When you’re an herbivore who vegetates from three to seven months of the year (depending on the latitude of their home range), provisioning your metabolism for down time requires more than occasionally treating yourself to an entire pint of Ben & Jerry’s when the days get short. No, we’re talking serious hyperphagia (i.e., rapid intake of excessive amounts of food).
Groundhogs achieve maximum mass before their great seasonal retreat by consuming more than a pound a day of wild grasses, dandelion, coltsfoot, buttercup, berries, clover, wild lettuces, and sheep sorrel, along with agricultural and garden crops when they’re available. Groundhogs will also consume miscellaneous small creatures such as insects and snails, but while other members of the Sciuridae clan are definitely omnivores, Groundhogs could be more accurately thought of as opportunivores. Their conspicuous consumption efforts are aided by a metabolism that slows significantly in early summer, allowing Groundhogs to pack on the pounds by producing fat deposits that will fuel their perennial intermission.

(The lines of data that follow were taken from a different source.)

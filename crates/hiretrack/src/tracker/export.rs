//! CSV rendering of a user's applications.

use csv::{QuoteStyle, Terminator, WriterBuilder};
use tracing::debug;

use super::domain::{JobApplication, User};

const HEADER: [&str; 8] = [
    "ID",
    "Company",
    "Position",
    "Status",
    "Applied Date",
    "Notes",
    "Created At",
    "Updated At",
];
const DATE_FORMAT: &str = "%Y-%m-%d";
const TIMESTAMP_FORMAT: &str = "%Y-%m-%d %H:%M:%S";

#[derive(Debug, thiserror::Error)]
pub enum ExportError {
    #[error("failed to write CSV record: {0}")]
    Csv(#[from] csv::Error),
    #[error("failed to flush CSV buffer: {0}")]
    Flush(#[from] std::io::Error),
}

/// Renders `applications` in the order given. Fields holding a comma, a double
/// quote or a line break are quoted with inner quotes doubled; everything else is
/// written bare. Rows end with `\n` and no byte order mark is emitted.
pub fn export_csv(user: &User, applications: &[JobApplication]) -> Result<Vec<u8>, ExportError> {
    let mut writer = WriterBuilder::new()
        .quote_style(QuoteStyle::Necessary)
        .terminator(Terminator::Any(b'\n'))
        .from_writer(Vec::new());

    writer.write_record(HEADER)?;
    for application in applications {
        writer.write_record(row(application))?;
    }
    writer.flush()?;

    let bytes = writer
        .into_inner()
        .map_err(|err| ExportError::Flush(std::io::Error::other(err.to_string())))?;

    debug!(owner = %user.email, rows = applications.len(), "rendered CSV export");
    Ok(bytes)
}

/// Attachment name offered to browsers for a user's export.
pub fn export_file_name(email: &str) -> String {
    format!("job_applications_{}.csv", email.replace('@', "_"))
}

fn row(application: &JobApplication) -> [String; 8] {
    [
        application.id.to_string(),
        application.company.clone(),
        application.position.clone(),
        application.status.label().to_string(),
        application
            .applied_date
            .map(|date| date.format(DATE_FORMAT).to_string())
            .unwrap_or_default(),
        application.notes.clone().unwrap_or_default(),
        application.created_at.format(TIMESTAMP_FORMAT).to_string(),
        application.updated_at.format(TIMESTAMP_FORMAT).to_string(),
    ]
}
use std::fmt;

use crate::config::ConfigError;
use crate::telemetry::TelemetryError;
use crate::tracker::TrackerError;

/// Failures that stop the process: startup, serving, or a command-line workflow.
#[derive(Debug)]
pub enum AppError {
    Config(ConfigError),
    Telemetry(TelemetryError),
    Io(std::io::Error),
    Server(axum::Error),
    Tracker(TrackerError),
}

impl fmt::Display for AppError {
    fn fmt(&self, f: &mut fmt::Formatter<'_>) -> fmt::Result {
        match self {
            AppError::Config(err) => write!(f, "configuration error: {}", err),
            AppError::Telemetry(err) => write!(f, "telemetry error: {}", err),
            AppError::Io(err) => write!(f, "io error: {}", err),
            AppError::Server(err) => write!(f, "server error: {}", err),
            AppError::Tracker(err) => write!(f, "tracker error: {}", err),
        }
    }
}

impl std::error::Error for AppError {
    fn source(&self) -> Option<&(dyn std::error::Error + 'static)> {
        match self {
            AppError::Config(err) => Some(err),
            AppError::Telemetry(err) => Some(err),
            AppError::Io(err) => Some(err),
            AppError::Server(err) => Some(err),
            AppError::Tracker(err) => Some(err),
        }
    }
}

impl From<ConfigError> for AppError {
    fn from(value: ConfigError) -> Self {
        Self::Config(value)
    }
}

impl From<TelemetryError> for AppError {
    fn from(value: TelemetryError) -> Self {
        Self::Telemetry(value)
    }
}

impl From<std::io::Error> for AppError {
    fn from(value: std::io::Error) -> Self {
        Self::Io(value)
    }
}

impl From<axum::Error> for AppError {
    fn from(value: axum::Error) -> Self {
        Self::Server(value)
    }
}

impl From<TrackerError> for AppError {
    fn from(value: TrackerError) -> Self {
        Self::Tracker(value)
    }
}

#[cfg(test)]
mod tests {
    use super::*;
    use crate::tracker::ValidationError;
    use std::error::Error as _;

    #[test]
    fn display_prefixes_the_failing_layer() {
        let err = AppError::from(ConfigError::InvalidPort);
        assert_eq!(
            err.to_string(),
            "configuration error: APP_PORT must be a valid u16"
        );

        let err = AppError::from(TrackerError::from(ValidationError::Blank { field: "name" }));
        assert_eq!(err.to_string(), "tracker error: name must not be blank");
        assert!(err.source().is_some());
    }
}
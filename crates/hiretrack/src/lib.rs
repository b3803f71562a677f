//! HireTrack: users, their job applications, CSV export and a daily reminder job.
//!
//! The [`tracker`] module owns the data model, the storage seam and the HTTP
//! routes; [`reminders`] reads the same store once a day and mails owners of
//! applications still waiting in `APPLIED`.

pub mod config;
pub mod error;
pub mod reminders;
pub mod telemetry;
pub mod tracker;

use std::sync::Arc;

/// Time source shared by services that stamp records or schedule work.
pub type SharedClock = Arc<dyn mockable::Clock + Send + Sync>;

pub use error::AppError;
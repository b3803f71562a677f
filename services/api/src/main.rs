use hiretrack_api::run;

#[tokio::main]
async fn main() {
    if let Err(err) = run().await {
        eprintln!("application error: {err}");
        std::process::exit(1);
    }
}
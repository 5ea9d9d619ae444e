//! Error types for flowfield.

use thiserror::Error;

/// The main error type for flowfield operations.
#[derive(Debug, Error)]
pub enum FlowError {
    #[error("no compatible GPU adapter found: {0}")]
    Adapter(#[from] wgpu::RequestAdapterError),

    #[error("failed to create GPU surface: {0}")]
    Surface(#[from] wgpu::CreateSurfaceError),

    #[error("failed to create GPU device: {0}")]
    Device(#[from] wgpu::RequestDeviceError),

    #[error("event loop error: {0}")]
    EventLoop(#[from] winit::error::EventLoopError),

    #[error("config error: {0}")]
    Config(String),

    #[error("classifier error: {0}")]
    Classifier(String),

    #[error("frame capture error: {0}")]
    Capture(String),

    #[error("image error: {0}")]
    Image(#[from] image::ImageError),

    #[error("io error: {0}")]
    Io(#[from] std::io::Error),
}

/// Result type alias for flowfield operations.
pub type Result<T> = std::result::Result<T, FlowError>;
//! # flowfield
//!
//! An interactive, theme-driven 2D particle field. A few hundred to a
//! couple thousand particles drift inside the window, bounce off its walls,
//! and react to the pointer: hovering repels them gently, pressing and
//! holding pulls them in. Motion trails accumulate on a persistent render
//! target instead of clearing each frame.
//!
//! The population's look is controlled by a [`Theme`](theme::Theme): each
//! theme fixes a hue band, a size range, a shape (circle, square, heart or
//! star) and a drift speed. Themes are switched manually or through a
//! [`GestureCommand`](command::GestureCommand) produced by an external
//! image-understanding service behind the
//! [`GestureClassifier`](vision::GestureClassifier) capability.
//!
//! ## Quick Start
//!
//! ```ignore
//! use flowfield::prelude::*;
//!
//! fn main() -> flowfield::Result<()> {
//!     env_logger::init();
//!     App::new(Config::load()?).run()
//! }
//! ```
//!
//! ## Core Concepts
//!
//! * [`ParticleField`](field::ParticleField) owns the population and steps
//!   it once per frame. Theme changes replace every particle atomically;
//!   resizes only update the bounds.
//! * Rendering goes through an instanced quad pipeline; the theme's shape is
//!   cut out of each quad in the fragment shader.
//! * Gesture classification runs off-thread and is total: failures degrade
//!   to a no-change command instead of faulting the loop.

pub mod app;
pub mod capture;
pub mod command;
pub mod config;
pub mod error;
pub mod field;
pub mod gpu;
pub mod input;
pub mod particle;
pub mod theme;
pub mod time;
pub mod vision;

pub use error::{FlowError, Result};

/// Convenient re-exports for common usage.
pub mod prelude {
    pub use crate::app::App;
    pub use crate::capture::{FrameSource, TestPatternSource};
    pub use crate::command::{GestureCommand, VisionResponse};
    pub use crate::config::Config;
    pub use crate::error::{FlowError, Result};
    pub use crate::field::{ParticleField, PopulationTiers};
    pub use crate::input::Pointer;
    pub use crate::particle::Particle;
    pub use crate::theme::{ParticleShape, Theme};
    pub use crate::time::Time;
    pub use crate::vision::{GeminiClassifier, GestureClassifier, ScriptedClassifier};
}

This cycle of weight gain and weight loss may sounds familiar although you probably know it by another name: yoyo dieting, a term that references the up-down motion of that venerable spool-and-string toy. The jury is still out on whether bouncing around the dial of a scale has any long-term negative consequences for human health but it’s a life-saver for Groundhogs and other creatures who can’t migrate toward the equator or turn on the furnace when Old Man Winter comes to call.
As we enter a new year and set ambitious dieting goals that will be hard to sustain past February 2nd, I’d like to suggest a new approach. Because here’s the thing… research has demonstrated a correlation between lack of sleep and weight gain, while other studies have shown that diets don’t work for most people. So instead of tracking calories to trim down, why not choose a marmot as your wellness role model and resolve to log more sack time? Want to be more energetic, smarter, healthier, and happier in 2022? The Groundhog Plan is all that and a bag of chips, a second helping of mashed potatoes, and a slice of pumpkin pie!
** Adult Groundhogs measure an average of 16 to 27 in (42 to 69 cm), nose to tail, and weigh in at anywhere from 4 to 14 lbs (2 to 6 kg), depending on age.